Exam #2 Practice -CPSC 223 - Data Structures and Programming Techniques

Problem 0: Review old programming assignments, lectures, and readings. Use Piazza to suggest a question you feel is missing from this collection of practice problems.

Problem 1: Comment on the quality of the two suggested hash functions for arrays of integers, considering the conditions that are required for hash table operations to work in $O(1)$ expected time.

the hash value is the bitwise exclusive-or of all the integers in the array
the hash value is the sum of all the integers in the array

Problem 2: Consider the problem of, given a list of integers, checking whether they are all different. Give an algorithm for this problem with an average case of $O(n)$ under reasonable assumptions. Give an algorithm that has a worst case $O(n \log n)$ .

Problem 3: Suppose we have the following hash function:

s	hash(s)
ant	43
bat	23
cat	64
dog	19
eel	26
fly	44
gnu	93
yak	86

Show the results of adding the strings in alphabetical order into a hash table of size 8, first using chaining, then using open addressing with linear probing.

Problem 4: Add the ismap_remove operation to the implementation from Oct. 30 and modify the existing functions as necessary.

Problem 5: Draw the binary search tree that results from adding SEA, ARN, LOS, BOS, IAD, SIN, and CAI in that order. Find an order to add those that results in a tree of minimum height. Find an order to add those that results in a tree of maximum height. For your original tree, show the result of removing SEA, then show the order in which the nodes would be processed by an inorder traversal.

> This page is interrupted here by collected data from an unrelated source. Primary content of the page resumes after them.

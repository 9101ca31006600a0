//! Metric instrument factories for workorders.
//!
//! Uses the OTel Meter API with the globally-registered `MeterProvider`.
//! Without a provider the instruments are no-ops.

use opentelemetry::metrics::{Counter, Histogram, Meter, UpDownCounter};

fn meter() -> Meter {
    opentelemetry::global::meter("workorders")
}

/// Counter: work orders offered to the queue.
/// Labels: `tier`, `result` ("ok" | "duplicate" | "invalid").
pub fn work_submitted() -> Counter<u64> {
    meter()
        .u64_counter("workorders.queue.submitted")
        .with_description("Number of work orders submitted")
        .build()
}

/// Counter: queue operations (pop, list, delete, position, mean_wait).
/// Labels: `operation`.
pub fn queue_operations() -> Counter<u64> {
    meter()
        .u64_counter("workorders.queue.operations")
        .with_description("Number of queue operations")
        .build()
}

/// Up/down counter tracking the number of queued work orders.
pub fn queue_depth() -> UpDownCounter<i64> {
    meter()
        .i64_up_down_counter("workorders.queue.depth")
        .with_description("Number of work orders currently queued")
        .build()
}

/// Histogram: operation duration in milliseconds.
/// Labels: `operation`.
pub fn operation_duration_ms() -> Histogram<f64> {
    meter()
        .f64_histogram("workorders.operation.duration_ms")
        .with_description("Queue operation duration in milliseconds")
        .with_unit("ms")
        .build()
}
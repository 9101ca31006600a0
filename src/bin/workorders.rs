//! workorders CLI — line-oriented front end to an in-memory work order queue.

use clap::{Parser, Subcommand};
use serde_json::json;
use tokio::io::{AsyncBufReadExt, BufReader};
use tracing::info;
use workorders::Repository;
use workorders::config::Config;
use workorders::model::{WorkItem, classify, parse_id};
use workorders::telemetry::{TelemetryConfig, init_telemetry};

#[derive(Parser)]
#[command(name = "workorders", about = "Rank-ordered work order queue")]
struct Cli {
    /// Render results as JSON
    #[arg(long, global = true)]
    json: bool,

    #[command(subcommand)]
    command: Command,
}

#[derive(Subcommand)]
enum Command {
    /// Read queue commands from stdin until EOF or Ctrl-C
    Serve,
    /// Print the tier a work order id falls into
    Classify {
        /// Work order id
        id: String,
    },
}

/// One line of input to `serve`.
#[derive(Debug)]
enum Request {
    Add { id: String, arrival: String },
    Next,
    List,
    Delete { id: String },
    Position { id: String },
    Mean { reference: String },
    Help,
    Quit,
}

impl Request {
    fn parse(line: &str) -> anyhow::Result<Option<Self>> {
        let words: Vec<&str> = line.split_whitespace().collect();
        let request = match words.as_slice() {
            [] => return Ok(None),
            ["add", id, arrival] => Request::Add {
                id: id.to_string(),
                arrival: arrival.to_string(),
            },
            ["next"] => Request::Next,
            ["list"] => Request::List,
            ["delete", id] => Request::Delete { id: id.to_string() },
            ["position", id] => Request::Position { id: id.to_string() },
            ["mean", reference] => Request::Mean {
                reference: reference.to_string(),
            },
            ["help"] => Request::Help,
            ["quit"] | ["exit"] => Request::Quit,
            [cmd, ..] => anyhow::bail!("unrecognised command '{cmd}' (try 'help')"),
        };
        Ok(Some(request))
    }
}

const HELP: &str = "\
commands:
  add <id> <YYYY-MM-DDTHH:mm:ssZ>   queue a work order
  next                              dequeue the top work order (-1 if empty)
  list                              ids in queue order
  delete <id>                       remove a work order
  position <id>                     zero-based queue position (-1 if absent)
  mean <YYYY-MM-DDTHH:mm:ssZ>       mean wait in seconds at the reference instant
  quit";

#[tokio::main]
async fn main() -> anyhow::Result<()> {
    dotenvy::dotenv().ok();
    let cli = Cli::parse();

    let config = Config::from_env()?;
    let _guard = init_telemetry(TelemetryConfig::from_config(&config))?;

    match cli.command {
        Command::Serve => cmd_serve(cli.json).await,
        Command::Classify { id } => cmd_classify(&id, cli.json),
    }
}

fn cmd_classify(raw: &str, as_json: bool) -> anyhow::Result<()> {
    let id = parse_id(raw)?;
    let tier = classify(id);
    if as_json {
        println!("{}", json!({ "id": id, "tier": tier }));
    } else {
        println!("{tier}");
    }
    Ok(())
}

async fn cmd_serve(as_json: bool) -> anyhow::Result<()> {
    let repository = Repository::new();
    let mut lines = BufReader::new(tokio::io::stdin()).lines();

    info!("work order queue ready, reading commands from stdin");

    loop {
        let line = tokio::select! {
            _ = tokio::signal::ctrl_c() => {
                info!("interrupted, shutting down");
                break;
            }
            line = lines.next_line() => line?,
        };
        let Some(line) = line else {
            break;
        };

        let request = match Request::parse(&line) {
            Ok(Some(request)) => request,
            Ok(None) => continue,
            Err(e) => {
                report_error(&e, as_json);
                continue;
            }
        };
        if matches!(request, Request::Quit) {
            break;
        }
        if let Err(e) = handle(&repository, request, as_json) {
            report_error(&e, as_json);
        }
    }

    info!(remaining = repository.len(), "work order queue stopped");
    Ok(())
}

fn handle(repository: &Repository, request: Request, as_json: bool) -> anyhow::Result<()> {
    match request {
        Request::Add { id, arrival } => {
            let item = repository.add(&id, &arrival)?;
            print_item(&item, as_json)?;
        }
        Request::Next => match repository.pop_next() {
            Some(item) => print_item(&item, as_json)?,
            None => println!("-1"),
        },
        Request::List => {
            let ids = repository.list_ids();
            if as_json {
                println!("{}", serde_json::to_string(&ids)?);
            } else {
                let rendered: Vec<String> = ids.iter().map(ToString::to_string).collect();
                println!("[{}]", rendered.join(", "));
            }
        }
        Request::Delete { id } => {
            let id = parse_id(&id)?;
            match repository.delete(id) {
                Some(item) => print_item(&item, as_json)?,
                None => anyhow::bail!("the work id {id} does not exist in the queue"),
            }
        }
        Request::Position { id } => {
            let id = parse_id(&id)?;
            let position = repository
                .position_of(id)
                .map_or(-1, |p| i64::try_from(p).unwrap_or(i64::MAX));
            println!("{position}");
        }
        Request::Mean { reference } => {
            let mean = repository.mean_wait_time(&reference)?;
            if as_json {
                println!("{}", json!({ "mean_wait_seconds": mean }));
            } else {
                println!("{mean}");
            }
        }
        Request::Help => println!("{HELP}"),
        Request::Quit => {}
    }
    Ok(())
}

fn print_item(item: &WorkItem, as_json: bool) -> anyhow::Result<()> {
    if as_json {
        println!("{}", serde_json::to_string(item)?);
    } else {
        println!("{}\t{}\t{}", item.id(), item.arrival(), item.tier());
    }
    Ok(())
}

fn report_error(e: &anyhow::Error, as_json: bool) {
    if as_json {
        println!("{}", json!({ "error": e.to_string() }));
    } else {
        println!("error: {e}");
    }
}
//! Work order identity.
//!
//! Ids arrive as decimal strings and must denote a value in
//! `[1, i64::MAX]`. The grammar check rejects signs, whitespace, leading
//! zeros and anything longer than 19 digits; the numeric parse then
//! enforces the exact upper bound.

use std::sync::LazyLock;

use regex::Regex;
use serde::{Serialize, Serializer};

use crate::error::{Error, Result};

/// Positive decimal integer, no leading zero, at most 19 digits.
static ID_REGEX: LazyLock<Regex> =
    LazyLock::new(|| Regex::new(r"^[1-9][0-9]{0,18}$").expect("Invalid id regex"));

/// Canonical work order identity, in `[1, 9223372036854775807]`.
#[derive(Debug, Clone, Copy, PartialEq, Eq, PartialOrd, Ord, Hash)]
pub struct WorkItemId(i64);

impl WorkItemId {
    pub const MIN: WorkItemId = WorkItemId(1);
    pub const MAX: WorkItemId = WorkItemId(i64::MAX);

    /// Build an id from a numeric value. Fails for values below 1.
    pub fn new(value: i64) -> Result<Self> {
        if value < 1 {
            return Err(Error::InvalidIdentity(value.to_string()));
        }
        Ok(Self(value))
    }

    pub fn get(self) -> i64 {
        self.0
    }
}

impl std::fmt::Display for WorkItemId {
    fn fmt(&self, f: &mut std::fmt::Formatter<'_>) -> std::fmt::Result {
        write!(f, "{}", self.0)
    }
}

impl std::str::FromStr for WorkItemId {
    type Err = Error;

    fn from_str(s: &str) -> Result<Self> {
        parse_id(s)
    }
}

impl TryFrom<i64> for WorkItemId {
    type Error = Error;

    fn try_from(value: i64) -> Result<Self> {
        Self::new(value)
    }
}

// Decimal string on the wire: the full range does not survive a round trip
// through an f64-backed JSON number.
impl Serialize for WorkItemId {
    fn serialize<S: Serializer>(&self, serializer: S) -> std::result::Result<S::Ok, S::Error> {
        serializer.collect_str(self)
    }
}

/// Parse the external string form of a work order id.
pub fn parse_id(raw: &str) -> Result<WorkItemId> {
    if !ID_REGEX.is_match(raw) {
        return Err(Error::InvalidIdentity(raw.to_string()));
    }
    // 19-digit strings above i64::MAX pass the grammar; the parse overflows.
    raw.parse::<i64>()
        .map(WorkItemId)
        .map_err(|_| Error::InvalidIdentity(raw.to_string()))
}

/// Whether `raw` would be accepted by [`parse_id`].
pub fn is_valid_id(raw: &str) -> bool {
    parse_id(raw).is_ok()
}
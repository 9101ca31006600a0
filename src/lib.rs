//! # workorders
//!
//! In-memory work order queue. Work orders are classified into priority
//! tiers from their id and served in an order that weighs tier against
//! time spent waiting, so low-priority work eventually surfaces.
//!
//! [`repository::Repository`] is the shared store; everything under
//! [`model`] is pure.

pub mod clock;
pub mod config;
pub mod error;
pub mod model;
pub mod repository;
pub mod telemetry;

pub use error::{Error, Result};
pub use repository::Repository;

Problem 6: Repeat the original adds and delete from the previous problem for an AVL tree.

Problem 7: Repeat the original adds from the previous problem for a Red-Black tree.

Problem 8: Repeat the original adds and delete from the previous problem for a Splay tree using bottom-up splaying.

Problem 9: Implement the expand operation for isset, which implements a set integrs using a binary search tree where the nodes contain disjoint intervals of integers and adjacent intervals are merged into a single node. So if 3, 4, 5, 6, 7, 9, and 10 were all in the set then they would be represented by two nodes: one containing the interval [3, 7] and another containing [9, 10]. Adding 8 would merge those two nodes into one containing the interval [3, 10].

The expand operation takes an integer as its parameter and expands the interval containing it to be as large as possible without requiring a merge; it does not change the left endpoint or right endpoint of the leftmost or rightmost interval in the tree respecitvely, and does nothing if the integer is not in the set. For example, if a set contains [3, 7], [10, 14], [20, 24], [90, 91] then expand(1) would do nothing, expand(4) would change [3, 7] to [3, 8], expand(22) would change [20, 24] into [16, 88], and expand(90) would change [90, 91] into [26, 91]. Make sure your implementation runs in $O(\log n)$ time (worst case for AVL trees, amortized for splay trees).

Problem 10: Consider the remove_incoming operation, which takes a vertex $v$ in a directed graph and removes all incoming edges to that vertex. Explain how to implement remove_incoming when the graph is represented using an adjacency matrix and then for an adjacency list. What is the asymptotic running time of your implementations in terms of the number of vertices $n$ and the total number of edges $m$ ?

Problem 11: Show the DFS tree that results from running DFS on the following directed graph. Start at vertex $a$ and when you get to a vertex, consider its neighbors in alphabetical order.

Problem 12: Show the BFS tree that results from running BFS on the graph in the previous problem. Start at vertex $a$ and after dequeueing a vertex, consider its neighbors in alphabetical order.

Problem 13: The following function computes $C(n,k)$ , where $C(n, 0) = 1$ and $C(n, n) = 1$ for all $n \ge 0$ , and $C(n, k) = C(n - 1, k - 1) + C(n - 1, k)$ for all $n, k$ such that $1 \le k \le n - 1$ . ( $C(n, k)$ is the number of distinct size- $k$ subsets of $\{1, \ldots, n\}$ .

int choose(int n, int k)
{
  if (k == 0 || n == k)
    {
      return 1;
    }
  else
    {
      int including_n = choose(n - 1, k - 1);
      int not_including_n = choose(n - 1, k);

      return including_n + not_including_n;
    }
}

Explain why this code is inefficient.
Write more efficient code to compute $C(n, k)$ . What is running time of your code in terms of $n$ and $k$ ? What is the space requirement? Can you reduce the space requirement to $\Theta(n)$ (if you are not there already)?